Consider the function f(x)= 2/5x-4

Gre4nikov [31]

Answer: a) $\frac{5}{2}x+10=f^{-1}(x)=g(x)$

Step-by-step explanation:

Since we have given that

$f(x)=\frac{2}{5}x-4$

a.) Find the inverse of f(x) and name it g(x).

Let f(x) = y

So, it becomes

$y=\frac{2}{5}x-4$

Switching x to y , we get

$x=\frac{2}{5}y-4$

$5x=2y-20\\\\5x+20=2y\\\\\frac{5x+20}{2}=y\\\\\frac{5}{2}x+10=y\\\\\frac{5}{2}x+10=f^{-1}(x)=g(x)$

b) . Use composition to show that f(x) and g(x) are inverses of each other.

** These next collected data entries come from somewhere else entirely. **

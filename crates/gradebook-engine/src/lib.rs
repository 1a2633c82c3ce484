//! `gradebook-engine` computes calc columns for grade tables.
//!
//! The engine is pure and synchronous: it reads a raw row and its
//! course schema, evaluates each calc column's declared formula, and
//! assembles full rows/tables with computed values placed at their
//! schema positions. Nothing here performs I/O or mutates its inputs,
//! so derivation can run from any execution context.
//!
//! Formula *shapes* live in `gradebook-model` (they are schema data);
//! this crate owns their semantics.

mod derive;
mod eval;

pub use derive::{derive_row, full_row, full_table};
pub use eval::eval;
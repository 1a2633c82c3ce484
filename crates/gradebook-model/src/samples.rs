//! Example course schemas used by tests across the workspace.
//!
//! These mirror the kind of course configuration the system is fed at
//! startup: an id column, a few info columns, bounded score columns,
//! and calc columns for averages and letter grades.

use crate::schema::{ColKind, ColumnSpec, CourseSchema, Cutoff, Formula, SchemaRegistry, Weight};

fn col(col_id: &str, name: &str, col_index: u32, kind: ColKind) -> ColumnSpec {
    ColumnSpec {
        col_id: col_id.to_string(),
        name: name.to_string(),
        col_index,
        kind,
    }
}

/// Smallest useful schema: an id, one score, one identity calc.
pub fn mini_course() -> CourseSchema {
    CourseSchema::new(
        "mini",
        "Mini Course",
        vec![
            col("id", "Student ID", 0, ColKind::Id),
            col("hw1", "Homework 1", 1, ColKind::Score { min: 0.0, max: 100.0 }),
            col(
                "avg",
                "Average",
                2,
                ColKind::Calc {
                    formula: Formula::Identity {
                        col: "hw1".to_string(),
                    },
                },
            ),
        ],
    )
    .expect("mini course schema is valid")
}

/// A realistic course: info columns, homework and project scores,
/// chained averages, a weighted total, and a letter grade.
pub fn langs_course() -> CourseSchema {
    let avg = |cols: &[&str], drop_lowest: usize| Formula::Average {
        cols: cols.iter().map(|c| c.to_string()).collect(),
        drop_lowest,
    };
    let weight = |c: &str, w: f64| Weight {
        col: c.to_string(),
        weight: w,
    };
    let cutoff = |min: f64, grade: &str| Cutoff {
        min,
        grade: grade.to_string(),
    };

    CourseSchema::new(
        "langs",
        "Programming Languages",
        vec![
            col("studentId", "Student ID", 0, ColKind::Id),
            col("lastName", "Last Name", 1, ColKind::Info),
            col("firstName", "First Name", 2, ColKind::Info),
            col("section", "Section", 3, ColKind::Info),
            col("hw1", "Homework 1", 4, ColKind::Score { min: 0.0, max: 100.0 }),
            col("hw2", "Homework 2", 5, ColKind::Score { min: 0.0, max: 100.0 }),
            col("hw3", "Homework 3", 6, ColKind::Score { min: 0.0, max: 100.0 }),
            col("prj1", "Project 1", 7, ColKind::Score { min: 0.0, max: 50.0 }),
            col("prj2", "Project 2", 8, ColKind::Score { min: 0.0, max: 50.0 }),
            col(
                "hwAvg",
                "Homework Average",
                9,
                ColKind::Calc {
                    formula: avg(&["hw1", "hw2", "hw3"], 1),
                },
            ),
            col(
                "prjAvg",
                "Project Average",
                10,
                ColKind::Calc {
                    formula: avg(&["prj1", "prj2"], 0),
                },
            ),
            col(
                "total",
                "Course Total",
                11,
                ColKind::Calc {
                    formula: Formula::WeightedSum {
                        weights: vec![weight("hwAvg", 0.4), weight("prjAvg", 1.2)],
                    },
                },
            ),
            col(
                "grade",
                "Grade",
                12,
                ColKind::Calc {
                    formula: Formula::Bucket {
                        col: "total".to_string(),
                        cutoffs: vec![
                            cutoff(90.0, "A"),
                            cutoff(80.0, "B"),
                            cutoff(70.0, "C"),
                            cutoff(60.0, "D"),
                            cutoff(0.0, "F"),
                        ],
                    },
                },
            ),
        ],
    )
    .expect("langs course schema is valid")
}

/// Registry holding every sample course.
pub fn registry() -> SchemaRegistry {
    SchemaRegistry::new([mini_course(), langs_course()])
}

#[cfg(test)]
mod tests {
    use super::*;

    #[test]
    fn samples_construct_and_register() {
        let reg = registry();
        assert_eq!(reg.len(), 2);
        assert!(reg.contains("mini"));
        assert_eq!(reg.get("langs").unwrap().row_id_col(), "studentId");
        assert!(reg.get("cs999").is_none());
    }

    #[test]
    fn sample_schema_json_round_trips() {
        let schema = langs_course();
        let json = serde_json::to_string(&schema).unwrap();
        let back: CourseSchema = serde_json::from_str(&json).unwrap();
        assert_eq!(back, schema);
    }
}
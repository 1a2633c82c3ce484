use std::collections::BTreeMap;

use gradebook_model::samples;
use gradebook_storage::{ErrorKind, GradeValue, GradesStore, Patches, RawRow};
use pretty_assertions::assert_eq;

fn store() -> GradesStore {
    GradesStore::open_in_memory(samples::registry()).expect("open store")
}

fn mini_row(id: &str, hw1: f64) -> RawRow {
    RawRow::from_pairs([("id", GradeValue::from(id)), ("hw1", hw1.into())])
}

fn one_patch(row_id: &str, col_id: &str, value: impl Into<GradeValue>) -> Patches {
    let mut cols = BTreeMap::new();
    cols.insert(col_id.to_string(), value.into());
    let mut patches = BTreeMap::new();
    patches.insert(row_id.to_string(), cols);
    patches
}

#[test]
fn unknown_course_id_is_bad_arg_with_no_side_effects() {
    let store = store();
    let errs = store.get_grades("cs999").unwrap_err();
    assert!(errs.contains(ErrorKind::BadArg));

    let errs = store.upsert_row("cs999", mini_row("s1", 80.0)).unwrap_err();
    assert!(errs.contains(ErrorKind::BadArg));
}

#[test]
fn unseen_course_reads_as_empty_table() {
    let store = store();
    let table = store.get_grades("mini").expect("read empty course");
    assert!(table.is_empty());
    assert_eq!(table.active_col_ids().count(), 0);
}

#[test]
fn upsert_persists_across_reads() {
    let store = store();
    store.upsert_row("mini", mini_row("s1", 85.0)).unwrap();
    store.upsert_row("mini", mini_row("s2", 70.0)).unwrap();

    let table = store.get_grades("mini").unwrap();
    assert_eq!(table.len(), 2);
    assert_eq!(
        table.raw_row("s1").unwrap(),
        RawRow::from_pairs([("id", GradeValue::from("s1")), ("hw1", 85.0.into())])
    );
}

#[test]
fn failed_validation_leaves_stored_state_untouched() {
    let store = store();
    store.upsert_row("mini", mini_row("s1", 85.0)).unwrap();

    // Out-of-range score aborts before the write step.
    let errs = store.upsert_row("mini", mini_row("s2", 500.0)).unwrap_err();
    assert!(errs.contains(ErrorKind::Range));

    let table = store.get_grades("mini").unwrap();
    assert_eq!(table.len(), 1);
    assert!(!table.has_row("s2"));
}

#[test]
fn patch_round_trips_through_the_store() {
    let store = store();
    store.upsert_row("mini", mini_row("s1", 85.0)).unwrap();

    let table = store.patch("mini", &one_patch("s1", "hw1", 95.0)).unwrap();
    assert_eq!(
        table.raw_row("s1").unwrap().get("hw1"),
        Some(&GradeValue::Num(95.0))
    );

    // The returned table matches what a fresh read sees.
    let reread = store.get_grades("mini").unwrap();
    assert_eq!(reread.raw_table(), table.raw_table());
}

#[test]
fn add_column_persists_empty_cells() {
    let store = store();
    store
        .upsert_row(
            "langs",
            RawRow::from_pairs([
                ("studentId", GradeValue::from("s1")),
                ("hw1", 80.0.into()),
            ]),
        )
        .unwrap();
    store.add_columns("langs", &["hw2", "section"]).unwrap();

    let table = store.get_grades("langs").unwrap();
    let row = table.raw_row("s1").unwrap();
    let ids: Vec<_> = row.col_ids().collect();
    assert_eq!(ids, ["studentId", "section", "hw1", "hw2"]);
    assert_eq!(row.get("hw2"), Some(&GradeValue::Empty));
}

#[test]
fn load_replaces_the_whole_document() {
    let store = store();
    store.upsert_row("mini", mini_row("s1", 85.0)).unwrap();

    store
        .load("mini", vec![mini_row("s9", 40.0)])
        .expect("load replacement table");

    let table = store.get_grades("mini").unwrap();
    assert_eq!(table.len(), 1);
    assert!(table.has_row("s9"));
    assert!(!table.has_row("s1"));
}

#[test]
fn load_validates_before_writing() {
    let store = store();
    store.upsert_row("mini", mini_row("s1", 85.0)).unwrap();

    let errs = store
        .load("mini", vec![mini_row("s2", -5.0)])
        .unwrap_err();
    assert!(errs.contains(ErrorKind::Range));

    let table = store.get_grades("mini").unwrap();
    assert!(table.has_row("s1"));
}

#[test]
fn clear_removes_every_course_document() {
    let store = store();
    store.upsert_row("mini", mini_row("s1", 85.0)).unwrap();
    store
        .upsert_row(
            "langs",
            RawRow::from_pairs([
                ("studentId", GradeValue::from("s1")),
                ("hw1", 80.0.into()),
            ]),
        )
        .unwrap();

    assert_eq!(store.clear().unwrap(), 2);
    assert!(store.get_grades("mini").unwrap().is_empty());
    assert_eq!(store.clear().unwrap(), 0);
}

#[test]
fn full_table_reads_compose_with_the_store() {
    let store = store();
    store.upsert_row("mini", mini_row("s1", 85.0)).unwrap();

    let table = store.get_grades("mini").unwrap();
    let full = gradebook_storage::full_table(&table);
    assert_eq!(
        full,
        vec![RawRow::from_pairs([
            ("id", GradeValue::from("s1")),
            ("hw1", 85.0.into()),
            ("avg", 85.0.into()),
        ])]
    );
}

// Documents the accepted lost-update anomaly of the baseline design:
// with no version token between read and write, two writers that both
// read before either writes resolve as last-write-wins.
#[test]
fn concurrent_wholesale_writes_lose_the_earlier_update() {
    let store = store();

    // Both writers observe the same (empty) persisted state...
    let seen_by_a = store.get_grades("mini").unwrap();
    let seen_by_b = store.get_grades("mini").unwrap();

    // ...and each derives its own successor table.
    let a = seen_by_a.upsert_row(mini_row("sA", 80.0)).unwrap();
    let b = seen_by_b.upsert_row(mini_row("sB", 90.0)).unwrap();

    // Writer A commits first, writer B second.
    store.load("mini", a.raw_table()).unwrap();
    store.load("mini", b.raw_table()).unwrap();

    // B's wholesale replace silently discarded A's row.
    let table = store.get_grades("mini").unwrap();
    assert!(table.has_row("sB"));
    assert!(!table.has_row("sA"));
}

$\mathrm{For}\:f=\frac{2}{5}x-4\:\\\\\mathrm{substitute}\:x\:\mathrm{with}\:g\left(x\right)=\frac{5}{2}x+10\\\\=\frac{2}{5}\left(\frac{5}{2}x+10\right)-4\\\\=x$

Similarly,

$\mathrm{g\left(x\right)=\frac{5}{2}x+10,\:f\left(x\right)=\frac{2}{5}x-4,\:g\left(x\right)\circ \:f\left(x\right)}\\\\\mathrm{For}\:g=\frac{5}{2}x+10\:\mathrm{substitute}\:x\:\mathrm{with}\:f\left(x\right)=\frac{2}{5}x-4\\\\=\frac{5}{2}\left(\frac{2}{5}x-4\right)+10\\\\=x$